The Rev. C. Welton Gaddy, executive director of the Washington-based Interfaith Alliance, sees less benign reasons for the growing assertion of religion in public life. He said many Christians who were once strong supporters of the separation of church and state have increasingly called for exceptions as religious diversity has grown in America.

Particularly since changes to federal immigration law in 1965, the nation’s religious landscape has been reshaped by new waves of Muslims, Buddhists, Hindus and other minority groups. Some conservative Christian leaders have denounced the growing diversity from the pulpit and called for a new reassertion of the nation’s “Judeo-Christian heritage” in public life.

“Religious diversity has made very nervous people who in former days were stronger supporters of” church-state separation, said Gaddy, a Baptist minister in Louisiana. “I have a hunch that we have people who have been speaking out of both sides of their mouths.”

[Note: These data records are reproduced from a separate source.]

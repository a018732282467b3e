//! clipledger HTTP API service.
//!
//! This crate provides the HTTP API and the services behind it:
//!
//! - Credit balance, reservation and refund ([`ledger`])
//! - Video jobs from creation to completion ([`lifecycle`], [`reconciler`], [`sweeper`])
//! - Single-use redemption codes ([`registry`])
//! - Credit-pack checkouts and payment webhooks ([`ingest`])
//!
//! # Authentication
//!
//! 1. **JWT bearer tokens** - For end users; the `admin` role unlocks `/v1/admin`
//! 2. **Service API key** - For workers reporting job outcomes

#![forbid(unsafe_code)]
#![warn(missing_docs)]
#![warn(clippy::all)]
#![warn(clippy::pedantic)]
// Allow some pedantic lints that are noisy for Axum handler functions
#![allow(clippy::missing_errors_doc)] // Axum handlers all return Result
#![allow(clippy::unused_async)] // Some handlers need async only for the router

pub mod auth;
pub mod config;
pub mod crypto;
pub mod dispatch;
pub mod error;
pub mod handlers;
pub mod ingest;
pub mod ledger;
pub mod lifecycle;
pub mod objects;
pub mod payments;
pub mod reconciler;
pub mod registry;
pub mod routes;
pub mod state;
pub mod sweeper;

pub use config::{ServiceConfig, StoreBackend};
pub use error::{ApiError, ServiceError};
pub use ingest::{EventOutcome, WebhookIngest};
pub use ledger::LedgerService;
pub use lifecycle::{JobService, WorkerReport};
pub use registry::CodeRegistry;
pub use routes::create_router;
pub use state::{AppState, Collaborators};
pub use sweeper::Sweeper;
//! Redemption code handler.

use std::sync::Arc;

use axum::extract::State;
use axum::Json;
use serde::{Deserialize, Serialize};

use crate::auth::AuthUser;
use crate::error::ApiError;
use crate::state::AppState;

/// Redeem request.
#[derive(Debug, Deserialize)]
pub struct RedeemRequest {
    /// Code as typed by the user.
    pub code: String,
}

/// Redeem response.
#[derive(Debug, Serialize)]
pub struct RedeemResponse {
    /// Credits the code added.
    pub credits_added: i64,
    /// Balance afterwards.
    pub new_balance: i64,
}

/// Claim a code for the caller.
pub async fn redeem_code(
    State(state): State<Arc<AppState>>,
    auth: AuthUser,
    Json(body): Json<RedeemRequest>,
) -> Result<Json<RedeemResponse>, ApiError> {
    let redemption = state.codes.claim(&body.code, &auth.user_id).await?;

    Ok(Json(RedeemResponse {
        credits_added: redemption.credits,
        new_balance: redemption.balance,
    }))
}
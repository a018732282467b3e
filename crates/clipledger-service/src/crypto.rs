//! Webhook signature helpers.

use hmac::{Hmac, Mac};
use sha2::Sha256;

type HmacSha256 = Hmac<Sha256>;

/// Hex-encoded HMAC-SHA256 of `message` under `secret`.
///
/// Returns `None` only if the HMAC implementation refuses the key, which
/// HMAC-SHA256 never does for any key length.
#[must_use]
pub fn hmac_sha256_hex(secret: &[u8], message: &[u8]) -> Option<String> {
    let mut mac = HmacSha256::new_from_slice(secret).ok()?;
    mac.update(message);
    Some(hex::encode(mac.finalize().into_bytes()))
}

/// Constant-time string comparison.
#[must_use]
pub fn constant_time_eq(a: &str, b: &str) -> bool {
    if a.len() != b.len() {
        return false;
    }

    let mut result = 0u8;
    for (x, y) in a.bytes().zip(b.bytes()) {
        result |= x ^ y;
    }
    result == 0
}

/// Check a hex HMAC-SHA256 `signature` over the raw `body`.
///
/// Case-insensitive in the hex digits; surrounding whitespace is ignored.
#[must_use]
pub fn verify_signature(secret: &str, body: &[u8], signature: &str) -> bool {
    hmac_sha256_hex(secret.as_bytes(), body)
        .is_some_and(|expected| constant_time_eq(&expected, &signature.trim().to_ascii_lowercase()))
}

The more prominent role of religion in public life was apparent in the last presidential election, when Republican candidate George W. Bush, Democratic candidate Al Gore and Gore’s vice presidential running mate, Joseph Lieberman, all gave frequent public testimonials about the place of faith in their lives. President Bush subsequently launched a landmark--and hotly controversial--initiative to allow more faith-based organizations to receive public dollars to carry out welfare and other social-service programs.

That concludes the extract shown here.